Proponho que seja realizada uma reunião com a Presidência da Casa, a Comissão de Direitos Humanos, a Comissão de Segurança Pública, o Ministério Público, a CLIN, a Secretaria de Ordem Pública, a Assistência Social e a Secretaria de Saúde para criar um protocolo de intenções e um plano de ação que permita agir rapidamente”, defendeu.
Legislação vigente
Existem legislações vigentes em relação à população que vive pelas ruas. Assegurado pela Constituição Federal de 1988, o direito à moradia é uma competência comum da União, dos estados e dos municípios. A eles, conforme aponta o texto constitucional, cabe “promover programas de construção de moradias e a melhoria das condições habitacionais e de saneamento básico”.

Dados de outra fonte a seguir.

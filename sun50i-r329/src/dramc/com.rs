//! DRAM controller common block.
use arbitrary_int::{u3, u4, u12};

use super::DRAM_COM_BASE_ADDR;

#[bitbybit::bitenum(u3, exhaustive = true)]
#[derive(Debug, PartialEq, Eq)]
pub enum MemoryType {
    __Reserved0 = 0b000,
    __Reserved1 = 0b001,
    Ddr2 = 0b010,
    Ddr3 = 0b011,
    __Reserved4 = 0b100,
    __Reserved5 = 0b101,
    Lpddr2 = 0b110,
    Lpddr3 = 0b111,
}

/// Global mode register which describes the attached memory to the controller.
#[bitbybit::bitfield(u32, default = 0x0, debug)]
pub struct ModeConfig {
    /// A value of 4 selects a burst length of 8.
    #[bits(20..=22, rw)]
    burst_length: u3,
    /// 1T command timing when set, 2T timing otherwise.
    #[bit(19, rw)]
    one_t_timing: bool,
    #[bits(16..=18, rw)]
    memory_type: MemoryType,
    /// Sequential burst ordering when set, interleaved otherwise.
    #[bit(15, rw)]
    sequential: bool,
    /// 32-bit bus when set, 16-bit bus otherwise.
    #[bit(12, rw)]
    full_width: bool,
    /// Page size encoded as `log2(page_size) - 3`.
    #[bits(8..=11, rw)]
    page_size: u4,
    /// Number of row address bits minus one.
    #[bits(4..=7, rw)]
    row_bits: u4,
    /// Eight banks when set, four banks otherwise.
    #[bit(2, rw)]
    eight_banks: bool,
    #[bit(0, rw)]
    dual_rank: bool,
}

#[bitbybit::bitfield(u32, default = 0x0, debug)]
pub struct Timer {
    /// Number of controller clock cycles per microsecond.
    #[bits(0..=11, rw)]
    cycles_per_us: u12,
}

/// Undocumented register. The vendor code sets bit 31 once the channel is initialized.
#[bitbybit::bitfield(u32, default = 0x0, debug)]
pub struct InitFlag {
    #[bit(31, rw)]
    channel_init_done: bool,
}

#[derive(derive_mmio::Mmio)]
#[repr(C)]
pub struct MctlCom {
    cr: ModeConfig,
    _reserved0: u32,
    /// Undocumented. Bits 8..=13 are set to 0x20 on every geometry update.
    magic_0x008: u32,
    tmr: Timer,
    _reserved1: u32,
    init_flag: InitFlag,
    _reserved2: [u32; 0x2],
    /// Master enable registers of the memory bus arbiter.
    maer0: u32,
    maer1: u32,
    maer2: u32,
    _reserved3: [u32; 0x135],
    /// Undocumented silicon revision specific compensation registers, DDR3 only.
    ddr3_magic: [u32; 4],
}

static_assertions::const_assert_eq!(core::mem::size_of::<MctlCom>(), 0x510);
static_assertions::const_assert_eq!(core::mem::offset_of!(MctlCom, cr), 0x000);
static_assertions::const_assert_eq!(core::mem::offset_of!(MctlCom, magic_0x008), 0x008);
static_assertions::const_assert_eq!(core::mem::offset_of!(MctlCom, tmr), 0x00C);
static_assertions::const_assert_eq!(core::mem::offset_of!(MctlCom, init_flag), 0x014);
static_assertions::const_assert_eq!(core::mem::offset_of!(MctlCom, maer0), 0x020);
static_assertions::const_assert_eq!(core::mem::offset_of!(MctlCom, maer1), 0x024);
static_assertions::const_assert_eq!(core::mem::offset_of!(MctlCom, maer2), 0x028);
static_assertions::const_assert_eq!(core::mem::offset_of!(MctlCom, ddr3_magic), 0x500);

impl MctlCom {
    /// Create a new DRAM common block MMIO instance at address [DRAM_COM_BASE_ADDR].
    ///
    /// # Safety
    ///
    /// This API can be used to potentially create a driver to the same peripheral structure
    /// from multiple places. The user must ensure that concurrent accesses are safe and do not
    /// interfere with each other.
    pub const unsafe fn new_mmio_fixed() -> MmioMctlCom<'static> {
        unsafe { Self::new_mmio_at(DRAM_COM_BASE_ADDR) }
    }
}
//! # Secure ID (SID) fuse block
//!
//! Read-only view of the eFuse shadow registers.
use arbitrary_int::u4;

/// Start of the eFuse shadow area inside the SID block.
pub const SID_BASE_ADDR: usize = 0x0300_6200;

#[bitbybit::bitfield(u32, debug)]
pub struct ChipConfig {
    /// Silicon revision dependent code selecting the DRAM controller compensation values.
    #[bits(24..=27, r)]
    dram_magic: u4,
}

#[derive(derive_mmio::Mmio)]
#[repr(C)]
pub struct Sid {
    chip_id: [u32; 4],
    _reserved0: [u32; 0x4],
    #[mmio(PureRead)]
    chip_config: ChipConfig,
    _reserved1: [u32; 0x37],
}

static_assertions::const_assert_eq!(core::mem::size_of::<Sid>(), 0x100);
static_assertions::const_assert_eq!(core::mem::offset_of!(Sid, chip_config), 0x20);

impl Sid {
    /// Create a new SID MMIO instance at the fixed base address [SID_BASE_ADDR].
    ///
    /// # Safety
    ///
    /// This API can be used to potentially create a driver to the same peripheral structure
    /// from multiple places. The user must ensure that concurrent accesses are safe and do not
    /// interfere with each other.
    pub const unsafe fn new_mmio_fixed() -> MmioSid<'static> {
        unsafe { Self::new_mmio_at(SID_BASE_ADDR) }
    }
}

A decisão também veda o recolhimento forçado de bens e pertences desse público, bem como o emprego de técnicas de arquitetura hostil, com o objetivo de impedir a permanência dessas pessoas, por exemplo, com a instalação de barras em bancos de praças, pedras pontiagudas e espetos em espaços públicos livres, como em viadutos, pontes e marquises de prédios.
O que faz a Prefeitura
“Só no primeiro semestre, foram cerca de 38 mil atendimentos no Centro Pop, que é a porta de entrada para o atendimento à população em estado de vulnerabilidade social. Em média, foram 260 atendimentos por dia no local”, explicou o Governo Municipal.
O Centro Pop é a porta de entrada para o atendimento à população em estado de vulnerabilidade social. De lá, as pessoas são encaminhadas para as unidades de acolhimento, onde recebem atendimento de assistentes sociais, psicólogos e orientação jurídica, encaminhamento para serviços de saúde, trabalho e renda e documentação civil.
O objetivo principal é construir com os acolhidos um trabalho que culmine na sua autonomia e reinserção social. A organização desses serviços garante privacidade, o respeito aos costumes, às tradições e à diversidade de ciclos de vida, arranjos familiares, raça/etnia, religião, gênero e orientação sexual.
Abordagem especializada
Entre a última quarta-feira (18) e quinta-feira (19), o Governo Municipal realizou uma ação integrada para oferecer acolhimento e serviços socioassistenciais e de saúde para pessoas em situação de rua. A ação aconteceu na saída do Túnel Raul Veiga, na Roberto Silveira, uma das avenidas mais movimentadas do município, em Icaraí.
Durante a ação, a Prefeitura abordou 16 pessoas. Ninguém aceitou o acolhimento aos abrigos da cidade. Niterói conta atualmente com mais de 350 vagas de acolhimento na cidade, com 70% de ocupação. As equipes de abordagem social especializada trabalham na sensibilização e convencimento.
Durante a ação, as equipes recolheram os utensílios deixados nas calçadas, que foram embalados separadamente e levados para um depósito público. As pessoas em situação de rua podem solicitar a devolução na Secretaria de Assistência Social e Economia Solidária.